2.  Write a query that lists the highest earners for each department. Include the last_name, department_id, and the salary for each employee.
WITH highs AS ( SELECT NVL(department_id,-1), MAX(salary) FROM employees GROUP BY NVL(department_id,-1))
SELECT last_name, department_id, salary
FROM employees
WHERE (NVL(department_id,-1), salary) IN (SELECT * FROM highs );

or

SELECT oe.last_name, oe.department_id, oe.salary
FROM employees oe
WHERE oe.salary = (SELECT MAX(ie.salary) FROM employees ie WHERE NVL(ie.department_id,-1) = NVL(oe.department_id,-1));

LAST_NAME
DEPARTMENT_ID
SALARY
King
90
24000
Whalen
10
4400
Higgins
110
12000
Abel
80
11000
Grant

7000
Mourgos
50
5800
Hunold
60
9000
Hartstein
20
13000

3.  Examine the following select statement and finish it so that it will return the last_name, department_id, and salary of employees who have at least one person reporting to them. So we are effectively looking for managers only. In the partially written SELECT statement, the WHERE clause will work as it is. It is simply testing for the existence of a row in the subquery.

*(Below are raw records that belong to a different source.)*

use super::{Battle, BattleEvent};
use crate::buff::{BuffModifiers, ModifierKey};
use crate::data::BossAbility;
use crate::foe::Foe;
use rand::seq::SliceRandom;
use rand::Rng;
use tracing::debug;

/// Debuff a stunning boss ability leaves on the player
const STUN_BUFF: &str = "Stunned";
const STUN_SPEED_PENALTY: i32 = -999;

impl<'a, R: Rng> Battle<'a, R> {
    pub(crate) fn enemy_turn(&mut self) {
        if let Some(ability) = self.pick_boss_ability() {
            self.boss_ability(&ability);
            return;
        }

        let mut incoming = self.foe.enemy().attack;
        if self.player.defending {
            incoming /= 2;
            self.player.defending = false;
        }
        let damage = self.player.take_damage(incoming);
        self.report.push(BattleEvent::EnemyAttack { damage });
        debug!(incoming, damage, hp = self.player.hp, "enemy attack");

        self.companion_mitigation();
    }

    /// Cooldowns tick every boss turn; an eligible ability fires on a roll
    fn pick_boss_ability(&mut self) -> Option<BossAbility> {
        let Foe::Boss(boss) = &mut self.foe else {
            return None;
        };
        boss.tick_cooldowns();

        let available = boss.available_abilities();
        if available.is_empty() {
            return None;
        }
        if self.rng.gen::<f64>() >= self.constants.battle.boss_ability_chance {
            return None;
        }
        let ability = available.choose(self.rng).map(|a| (*a).clone())?;
        boss.spend_ability(&ability);
        Some(ability)
    }

    fn boss_ability(&mut self, ability: &BossAbility) {
        let mut damage = 0;
        if let Some(raw) = ability.damage {
            // Halves the hit but leaves the guard up
            let incoming = if self.player.defending { raw / 2 } else { raw };
            damage = self.player.take_damage(incoming);
        }

        let mut stunned = false;
        if let Some(chance) = ability.stun_chance {
            if self.rng.gen::<f64>() < chance {
                stunned = true;
                self.player.apply_buff(
                    STUN_BUFF,
                    1,
                    BuffModifiers::new().with(ModifierKey::SpeedBonus, STUN_SPEED_PENALTY),
                );
            }
        }

        let healed = match ability.heal_amount {
            Some(amount) => self.foe.enemy_mut().heal(amount),
            None => 0,
        };

        debug!(ability = %ability.name, damage, healed, stunned, "boss ability");
        self.report.push(BattleEvent::BossAbility {
            ability: ability.name.clone(),
            damage,
            healed,
            stunned,
        });
    }

    /// Companions with defense bonuses give back part of a plain hit
    fn companion_mitigation(&mut self) {
        if !self.player.is_alive() {
            return;
        }
        let total: i32 = self
            .player
            .companion_defs(self.data)
            .iter()
            .map(|(_, def)| def.defense_bonus)
            .sum();
        if total <= 0 {
            return;
        }
        let amount = (total as f64 * self.constants.battle.companion_mitigation_ratio) as i32;
        let companion_heal = self.player.heal(amount);
        self.report.push(BattleEvent::Mitigated { companion_heal });
    }
}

SELECT (enter columns here)
FROM (enter table name here) outer
WHERE 'x' IN (SELECT 'x'
FROM (enter table name here) inner
WHERE inner(enter column name here) = inner(enter column name here)

Finish off the statement by sorting the rows on the department_id column.

SELECT outer.last_name, outer.department_id, outer.salary
FROM employees outer
WHERE outer.employee_id  IN (SELECT DISTINCT inner.manager_id
FROM employees  inner
WHERE inner.manager_id = outer.employee_id)
ORDER BY outer.department_id;


OR

SELECT outer.last_name, outer.department_id, outer.salary
FROM employees outer
WHERE outer.employee_id IN (SELECT DISTINCT inner.manager_id
FROM employees  inner
WHERE inner.manager_id IS NOT NULL)
ORDER BY outer.department_id;
4.  Using a WITH clause, write a SELECT statement to list the job_title of those jobs whose maximum salary is more than half the maximum salary of the entire company. Name your subquery MAX_CALC_SAL. Name the columns in the result JOB_TITLE and JOB_TOTAL, and sort the result on JOB_TOTAL in descending order.

Hint: Examine the jobs table. You will need to join JOBS and EMPLOYEES to display the job_title.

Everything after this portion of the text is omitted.